## Exercise description
If "version" shows up in a line of the material, return that line.

## Material for this exercise
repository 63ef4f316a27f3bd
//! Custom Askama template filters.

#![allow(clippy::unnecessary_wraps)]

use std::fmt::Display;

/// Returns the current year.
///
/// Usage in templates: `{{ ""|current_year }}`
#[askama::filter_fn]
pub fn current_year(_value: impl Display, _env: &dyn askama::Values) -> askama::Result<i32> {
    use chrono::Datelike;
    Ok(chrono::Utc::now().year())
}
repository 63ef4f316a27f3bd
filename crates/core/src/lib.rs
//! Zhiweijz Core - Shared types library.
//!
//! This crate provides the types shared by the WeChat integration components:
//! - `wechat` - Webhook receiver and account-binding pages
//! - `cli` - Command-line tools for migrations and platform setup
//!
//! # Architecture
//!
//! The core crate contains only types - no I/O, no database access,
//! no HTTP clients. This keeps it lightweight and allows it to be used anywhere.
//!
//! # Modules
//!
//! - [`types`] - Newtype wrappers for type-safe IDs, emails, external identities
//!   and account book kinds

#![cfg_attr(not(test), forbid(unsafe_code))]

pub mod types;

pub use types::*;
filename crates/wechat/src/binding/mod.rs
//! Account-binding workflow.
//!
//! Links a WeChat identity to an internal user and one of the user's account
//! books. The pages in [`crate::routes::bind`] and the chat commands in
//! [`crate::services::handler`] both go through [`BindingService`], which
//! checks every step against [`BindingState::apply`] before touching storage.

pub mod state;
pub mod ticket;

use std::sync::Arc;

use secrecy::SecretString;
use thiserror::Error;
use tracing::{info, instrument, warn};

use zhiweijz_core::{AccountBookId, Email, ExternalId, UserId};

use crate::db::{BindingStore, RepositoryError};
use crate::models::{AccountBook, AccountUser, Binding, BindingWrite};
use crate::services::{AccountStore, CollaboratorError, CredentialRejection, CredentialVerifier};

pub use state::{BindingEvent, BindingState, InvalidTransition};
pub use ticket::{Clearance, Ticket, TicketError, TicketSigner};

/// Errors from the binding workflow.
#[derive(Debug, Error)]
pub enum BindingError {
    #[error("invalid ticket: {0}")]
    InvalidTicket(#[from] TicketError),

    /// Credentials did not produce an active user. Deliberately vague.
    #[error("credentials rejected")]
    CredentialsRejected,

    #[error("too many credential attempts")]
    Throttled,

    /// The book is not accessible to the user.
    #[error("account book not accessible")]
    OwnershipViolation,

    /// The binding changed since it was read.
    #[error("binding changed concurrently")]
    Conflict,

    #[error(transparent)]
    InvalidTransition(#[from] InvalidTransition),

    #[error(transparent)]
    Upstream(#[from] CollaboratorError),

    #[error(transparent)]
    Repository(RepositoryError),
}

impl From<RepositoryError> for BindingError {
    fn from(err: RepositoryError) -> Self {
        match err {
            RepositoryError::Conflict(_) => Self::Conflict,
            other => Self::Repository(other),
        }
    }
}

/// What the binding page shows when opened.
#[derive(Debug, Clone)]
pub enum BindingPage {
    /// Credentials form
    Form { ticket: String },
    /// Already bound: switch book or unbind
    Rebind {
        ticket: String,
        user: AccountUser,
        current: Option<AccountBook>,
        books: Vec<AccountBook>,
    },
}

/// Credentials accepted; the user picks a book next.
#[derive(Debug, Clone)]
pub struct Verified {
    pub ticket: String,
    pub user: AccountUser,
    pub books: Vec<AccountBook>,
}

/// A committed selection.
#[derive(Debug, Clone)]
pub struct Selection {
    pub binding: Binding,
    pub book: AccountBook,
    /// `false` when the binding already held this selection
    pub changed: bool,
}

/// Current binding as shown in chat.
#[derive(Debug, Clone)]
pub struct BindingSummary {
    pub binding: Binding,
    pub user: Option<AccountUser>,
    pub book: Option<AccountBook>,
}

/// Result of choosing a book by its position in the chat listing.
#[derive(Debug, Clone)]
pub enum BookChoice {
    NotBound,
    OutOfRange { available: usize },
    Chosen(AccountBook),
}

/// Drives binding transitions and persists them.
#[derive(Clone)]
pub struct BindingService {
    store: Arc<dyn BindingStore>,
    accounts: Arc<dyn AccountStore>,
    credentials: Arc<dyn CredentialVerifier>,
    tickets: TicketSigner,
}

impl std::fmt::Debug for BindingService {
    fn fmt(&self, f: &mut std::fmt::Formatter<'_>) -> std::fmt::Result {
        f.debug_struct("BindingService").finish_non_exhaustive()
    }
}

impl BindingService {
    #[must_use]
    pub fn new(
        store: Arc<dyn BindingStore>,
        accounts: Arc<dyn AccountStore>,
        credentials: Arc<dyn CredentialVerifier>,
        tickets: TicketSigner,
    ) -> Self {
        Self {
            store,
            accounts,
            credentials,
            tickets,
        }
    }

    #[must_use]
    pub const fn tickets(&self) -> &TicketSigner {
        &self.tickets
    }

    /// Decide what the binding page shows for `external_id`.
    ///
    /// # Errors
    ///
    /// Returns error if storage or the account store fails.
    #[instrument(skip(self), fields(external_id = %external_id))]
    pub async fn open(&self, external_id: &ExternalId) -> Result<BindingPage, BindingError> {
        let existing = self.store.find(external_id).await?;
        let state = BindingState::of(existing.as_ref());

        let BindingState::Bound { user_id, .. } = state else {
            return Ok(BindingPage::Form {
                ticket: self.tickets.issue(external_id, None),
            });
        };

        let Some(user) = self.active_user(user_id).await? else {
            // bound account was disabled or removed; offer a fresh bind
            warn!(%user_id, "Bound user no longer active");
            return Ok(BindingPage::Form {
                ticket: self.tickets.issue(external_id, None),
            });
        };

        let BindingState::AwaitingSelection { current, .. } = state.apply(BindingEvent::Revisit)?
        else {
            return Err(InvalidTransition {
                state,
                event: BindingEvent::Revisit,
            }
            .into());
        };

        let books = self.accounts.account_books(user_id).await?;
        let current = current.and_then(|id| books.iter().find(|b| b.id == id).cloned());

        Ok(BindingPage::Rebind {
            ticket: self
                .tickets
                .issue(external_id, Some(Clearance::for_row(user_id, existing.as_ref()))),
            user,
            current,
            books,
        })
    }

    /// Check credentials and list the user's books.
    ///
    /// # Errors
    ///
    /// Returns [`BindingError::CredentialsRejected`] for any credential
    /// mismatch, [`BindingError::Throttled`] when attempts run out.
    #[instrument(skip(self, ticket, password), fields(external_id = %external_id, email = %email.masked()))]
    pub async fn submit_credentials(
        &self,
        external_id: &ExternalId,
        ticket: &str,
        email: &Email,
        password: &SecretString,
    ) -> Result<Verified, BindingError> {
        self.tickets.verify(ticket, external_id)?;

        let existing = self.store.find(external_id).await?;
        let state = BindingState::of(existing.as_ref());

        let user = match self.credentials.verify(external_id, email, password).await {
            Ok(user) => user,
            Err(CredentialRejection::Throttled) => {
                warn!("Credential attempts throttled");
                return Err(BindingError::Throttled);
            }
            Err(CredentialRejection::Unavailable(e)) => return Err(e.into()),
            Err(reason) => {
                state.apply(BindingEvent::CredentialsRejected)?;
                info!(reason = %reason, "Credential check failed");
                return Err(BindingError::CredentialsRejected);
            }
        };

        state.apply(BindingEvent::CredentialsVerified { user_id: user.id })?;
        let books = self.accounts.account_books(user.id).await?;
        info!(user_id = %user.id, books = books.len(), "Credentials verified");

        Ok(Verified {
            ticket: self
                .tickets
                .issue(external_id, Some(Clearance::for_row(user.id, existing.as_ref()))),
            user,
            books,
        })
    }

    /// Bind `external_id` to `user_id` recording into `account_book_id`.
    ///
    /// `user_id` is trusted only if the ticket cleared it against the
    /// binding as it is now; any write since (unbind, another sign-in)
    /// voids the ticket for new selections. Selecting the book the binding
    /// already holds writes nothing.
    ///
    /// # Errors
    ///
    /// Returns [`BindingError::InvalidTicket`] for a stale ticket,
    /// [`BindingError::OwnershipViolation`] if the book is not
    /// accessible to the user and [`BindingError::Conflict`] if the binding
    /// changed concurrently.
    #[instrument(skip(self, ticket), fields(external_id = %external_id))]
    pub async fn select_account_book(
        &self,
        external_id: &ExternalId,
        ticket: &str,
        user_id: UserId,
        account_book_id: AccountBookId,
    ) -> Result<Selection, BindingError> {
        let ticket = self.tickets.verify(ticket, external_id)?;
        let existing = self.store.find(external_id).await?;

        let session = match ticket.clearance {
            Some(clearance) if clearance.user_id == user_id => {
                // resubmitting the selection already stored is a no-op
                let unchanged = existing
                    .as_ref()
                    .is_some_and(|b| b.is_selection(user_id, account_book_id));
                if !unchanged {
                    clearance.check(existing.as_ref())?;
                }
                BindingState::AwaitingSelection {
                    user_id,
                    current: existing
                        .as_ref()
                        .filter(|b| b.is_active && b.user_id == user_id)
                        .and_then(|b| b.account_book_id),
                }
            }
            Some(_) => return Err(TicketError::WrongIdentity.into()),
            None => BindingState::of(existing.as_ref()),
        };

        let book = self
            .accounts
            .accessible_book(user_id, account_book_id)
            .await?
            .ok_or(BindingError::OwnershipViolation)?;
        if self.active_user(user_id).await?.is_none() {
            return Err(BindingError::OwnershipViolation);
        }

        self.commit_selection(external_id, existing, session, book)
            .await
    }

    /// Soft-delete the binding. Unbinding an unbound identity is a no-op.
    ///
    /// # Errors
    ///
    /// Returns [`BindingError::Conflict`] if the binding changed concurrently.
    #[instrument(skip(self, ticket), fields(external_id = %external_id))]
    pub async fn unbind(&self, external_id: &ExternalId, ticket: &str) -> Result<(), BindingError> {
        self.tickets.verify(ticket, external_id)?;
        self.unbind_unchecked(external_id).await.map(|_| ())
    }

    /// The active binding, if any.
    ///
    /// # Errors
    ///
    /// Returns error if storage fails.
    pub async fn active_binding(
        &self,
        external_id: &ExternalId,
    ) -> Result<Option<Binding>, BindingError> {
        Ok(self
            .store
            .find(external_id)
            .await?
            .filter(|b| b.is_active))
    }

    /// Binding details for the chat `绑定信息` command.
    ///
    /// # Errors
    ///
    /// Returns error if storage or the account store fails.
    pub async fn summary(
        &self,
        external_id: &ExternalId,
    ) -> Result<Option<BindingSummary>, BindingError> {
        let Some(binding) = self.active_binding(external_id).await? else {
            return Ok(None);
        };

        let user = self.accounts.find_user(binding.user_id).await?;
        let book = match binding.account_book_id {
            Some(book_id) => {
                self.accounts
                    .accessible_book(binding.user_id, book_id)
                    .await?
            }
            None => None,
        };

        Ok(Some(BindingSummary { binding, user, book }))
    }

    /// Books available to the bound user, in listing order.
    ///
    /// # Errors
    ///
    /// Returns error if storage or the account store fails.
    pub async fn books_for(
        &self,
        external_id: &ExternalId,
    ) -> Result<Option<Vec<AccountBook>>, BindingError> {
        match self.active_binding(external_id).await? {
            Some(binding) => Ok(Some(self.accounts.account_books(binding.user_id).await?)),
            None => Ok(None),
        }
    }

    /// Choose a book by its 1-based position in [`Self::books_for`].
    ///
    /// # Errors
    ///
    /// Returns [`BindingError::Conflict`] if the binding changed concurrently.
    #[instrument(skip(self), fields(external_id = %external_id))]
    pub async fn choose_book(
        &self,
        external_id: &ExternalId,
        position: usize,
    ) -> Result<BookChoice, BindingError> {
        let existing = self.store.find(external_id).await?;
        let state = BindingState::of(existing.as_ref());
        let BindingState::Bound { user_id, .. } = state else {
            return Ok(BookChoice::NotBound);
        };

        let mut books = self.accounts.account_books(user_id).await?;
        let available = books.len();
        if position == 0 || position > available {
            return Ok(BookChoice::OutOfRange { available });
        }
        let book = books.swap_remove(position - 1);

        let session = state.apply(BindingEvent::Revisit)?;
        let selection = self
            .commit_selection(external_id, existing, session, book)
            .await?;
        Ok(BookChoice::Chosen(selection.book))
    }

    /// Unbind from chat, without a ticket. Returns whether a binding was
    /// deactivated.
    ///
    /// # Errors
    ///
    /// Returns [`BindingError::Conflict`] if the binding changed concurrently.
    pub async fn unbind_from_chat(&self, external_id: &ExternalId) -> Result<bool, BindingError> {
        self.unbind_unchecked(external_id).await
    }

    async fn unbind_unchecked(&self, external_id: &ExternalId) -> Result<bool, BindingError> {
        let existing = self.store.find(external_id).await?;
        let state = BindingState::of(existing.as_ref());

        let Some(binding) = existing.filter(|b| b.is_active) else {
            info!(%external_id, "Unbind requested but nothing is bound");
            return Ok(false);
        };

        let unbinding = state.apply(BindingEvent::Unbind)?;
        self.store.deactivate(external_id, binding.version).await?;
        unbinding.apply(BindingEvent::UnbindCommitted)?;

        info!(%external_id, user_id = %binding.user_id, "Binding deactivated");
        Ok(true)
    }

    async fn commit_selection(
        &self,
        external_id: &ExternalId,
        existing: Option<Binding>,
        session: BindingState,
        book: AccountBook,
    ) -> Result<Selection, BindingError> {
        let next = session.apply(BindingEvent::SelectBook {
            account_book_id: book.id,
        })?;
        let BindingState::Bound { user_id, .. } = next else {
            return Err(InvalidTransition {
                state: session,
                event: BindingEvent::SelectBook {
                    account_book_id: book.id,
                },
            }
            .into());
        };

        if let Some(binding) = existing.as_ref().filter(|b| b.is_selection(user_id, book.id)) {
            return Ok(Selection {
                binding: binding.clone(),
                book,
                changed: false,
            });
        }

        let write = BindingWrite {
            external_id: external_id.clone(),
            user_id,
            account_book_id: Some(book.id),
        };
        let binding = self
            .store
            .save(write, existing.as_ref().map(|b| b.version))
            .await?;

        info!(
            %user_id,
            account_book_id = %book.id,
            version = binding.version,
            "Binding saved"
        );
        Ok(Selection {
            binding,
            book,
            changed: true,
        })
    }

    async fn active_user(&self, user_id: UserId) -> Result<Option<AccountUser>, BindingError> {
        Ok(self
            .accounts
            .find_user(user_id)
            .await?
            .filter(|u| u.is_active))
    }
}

## Task solution
        self.store.deactivate(external_id, binding.version).await?;
            .save(write, existing.as_ref().map(|b| b.version))
            version = binding.version,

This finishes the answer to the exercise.